(Saved data entries)
_____

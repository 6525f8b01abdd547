//! 액션과 필드 선택자 정의

use std::fmt;

use serde::{Deserialize, Serialize};

/// 권한 액션
///
/// 표준 CRUD 액션 외에 임의의 커스텀 액션을 지원합니다.
#[derive(Debug, Clone, PartialEq, Eq, Hash, Serialize, Deserialize)]
#[serde(from = "String", into = "String")]
pub enum Action {
    Read,
    Create,
    Update,
    Destroy,
    Custom(String),
}

impl Action {
    /// 문자열에서 파싱
    ///
    /// 기본 액션 이름만 대소문자를 무시하며, 커스텀 액션 이름은 그대로 유지합니다.
    /// deprecated alias `view`는 `read`로 처리됩니다.
    pub fn parse(s: &str) -> Self {
        match s.to_ascii_lowercase().as_str() {
            "read" => Action::Read,
            "view" => {
                tracing::warn!("action `view` is deprecated, use `read` instead");
                Action::Read
            }
            "create" => Action::Create,
            "update" => Action::Update,
            "destroy" => Action::Destroy,
            _ => Action::Custom(s.to_string()),
        }
    }

    /// 문자열로 변환
    pub fn as_str(&self) -> &str {
        match self {
            Action::Read => "read",
            Action::Create => "create",
            Action::Update => "update",
            Action::Destroy => "destroy",
            Action::Custom(name) => name,
        }
    }
}

impl fmt::Display for Action {
    fn fmt(&self, f: &mut fmt::Formatter<'_>) -> fmt::Result {
        f.write_str(self.as_str())
    }
}

impl From<&str> for Action {
    fn from(s: &str) -> Self {
        Action::parse(s)
    }
}

impl From<String> for Action {
    fn from(s: String) -> Self {
        Action::parse(&s)
    }
}

impl From<Action> for String {
    fn from(action: Action) -> Self {
        action.as_str().to_string()
    }
}

/// `can` / `cannot`의 필드 선택자
#[derive(Debug, Clone, PartialEq, Eq)]
pub enum Fields {
    /// 필드 지정 없음 (wildcard)
    All,

    /// 명시적 필드 목록
    Named(Vec<String>),
}

/// wildcard 선택자
pub const ALL: Fields = Fields::All;

impl Fields {
    /// 필드 목록 (비어 있으면 wildcard)
    pub fn named(fields: Vec<String>) -> Self {
        if fields.is_empty() {
            Fields::All
        } else {
            Fields::Named(fields)
        }
    }
}

impl From<&str> for Fields {
    fn from(field: &str) -> Self {
        Fields::Named(vec![field.to_string()])
    }
}

impl From<String> for Fields {
    fn from(field: String) -> Self {
        Fields::Named(vec![field])
    }
}

impl<const N: usize> From<[&str; N]> for Fields {
    fn from(fields: [&str; N]) -> Self {
        Fields::named(fields.iter().map(|f| f.to_string()).collect())
    }
}

impl From<&[&str]> for Fields {
    fn from(fields: &[&str]) -> Self {
        Fields::named(fields.iter().map(|f| f.to_string()).collect())
    }
}

impl From<Vec<String>> for Fields {
    fn from(fields: Vec<String>) -> Self {
        Fields::named(fields)
    }
}

impl From<Vec<&str>> for Fields {
    fn from(fields: Vec<&str>) -> Self {
        Fields::named(fields.into_iter().map(str::to_string).collect())
    }
}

_____

_What the task asks_. Each entry shown above must be retyped word for word.

_Response to this exercise_.
repository 6525f8b01abdd547
//! 액션과 필드 선택자 정의

use std::fmt;

use serde::{Deserialize, Serialize};

/// 권한 액션
///
/// 표준 CRUD 액션 외에 임의의 커스텀 액션을 지원합니다.
#[derive(Debug, Clone, PartialEq, Eq, Hash, Serialize, Deserialize)]
#[serde(from = "String", into = "String")]
pub enum Action {
    Read,
    Create,
    Update,
    Destroy,
    Custom(String),
}

impl Action {
    /// 문자열에서 파싱
    ///
    /// 기본 액션 이름만 대소문자를 무시하며, 커스텀 액션 이름은 그대로 유지합니다.
    /// deprecated alias `view`는 `read`로 처리됩니다.
    pub fn parse(s: &str) -> Self {
        match s.to_ascii_lowercase().as_str() {
            "read" => Action::Read,
            "view" => {
                tracing::warn!("action `view` is deprecated, use `read` instead");
                Action::Read
            }
            "create" => Action::Create,
            "update" => Action::Update,
            "destroy" => Action::Destroy,
            _ => Action::Custom(s.to_string()),
        }
    }

    /// 문자열로 변환
    pub fn as_str(&self) -> &str {
        match self {
            Action::Read => "read",
            Action::Create => "create",
            Action::Update => "update",
            Action::Destroy => "destroy",
            Action::Custom(name) => name,
        }
    }
}

impl fmt::Display for Action {
    fn fmt(&self, f: &mut fmt::Formatter<'_>) -> fmt::Result {
        f.write_str(self.as_str())
    }
}

impl From<&str> for Action {
    fn from(s: &str) -> Self {
        Action::parse(s)
    }
}

impl From<String> for Action {
    fn from(s: String) -> Self {
        Action::parse(&s)
    }
}

impl From<Action> for String {
    fn from(action: Action) -> Self {
        action.as_str().to_string()
    }
}

/// `can` / `cannot`의 필드 선택자
#[derive(Debug, Clone, PartialEq, Eq)]
pub enum Fields {
    /// 필드 지정 없음 (wildcard)
    All,

    /// 명시적 필드 목록
    Named(Vec<String>),
}

/// wildcard 선택자
pub const ALL: Fields = Fields::All;

impl Fields {
    /// 필드 목록 (비어 있으면 wildcard)
    pub fn named(fields: Vec<String>) -> Self {
        if fields.is_empty() {
            Fields::All
        } else {
            Fields::Named(fields)
        }
    }
}

impl From<&str> for Fields {
    fn from(field: &str) -> Self {
        Fields::Named(vec![field.to_string()])
    }
}

impl From<String> for Fields {
    fn from(field: String) -> Self {
        Fields::Named(vec![field])
    }
}

impl<const N: usize> From<[&str; N]> for Fields {
    fn from(fields: [&str; N]) -> Self {
        Fields::named(fields.iter().map(|f| f.to_string()).collect())
    }
}

impl From<&[&str]> for Fields {
    fn from(fields: &[&str]) -> Self {
        Fields::named(fields.iter().map(|f| f.to_string()).collect())
    }
}

impl From<Vec<String>> for Fields {
    fn from(fields: Vec<String>) -> Self {
        Fields::named(fields)
    }
}

impl From<Vec<&str>> for Fields {
    fn from(fields: Vec<&str>) -> Self {
        Fields::named(fields.into_iter().map(str::to_string).collect())
    }
}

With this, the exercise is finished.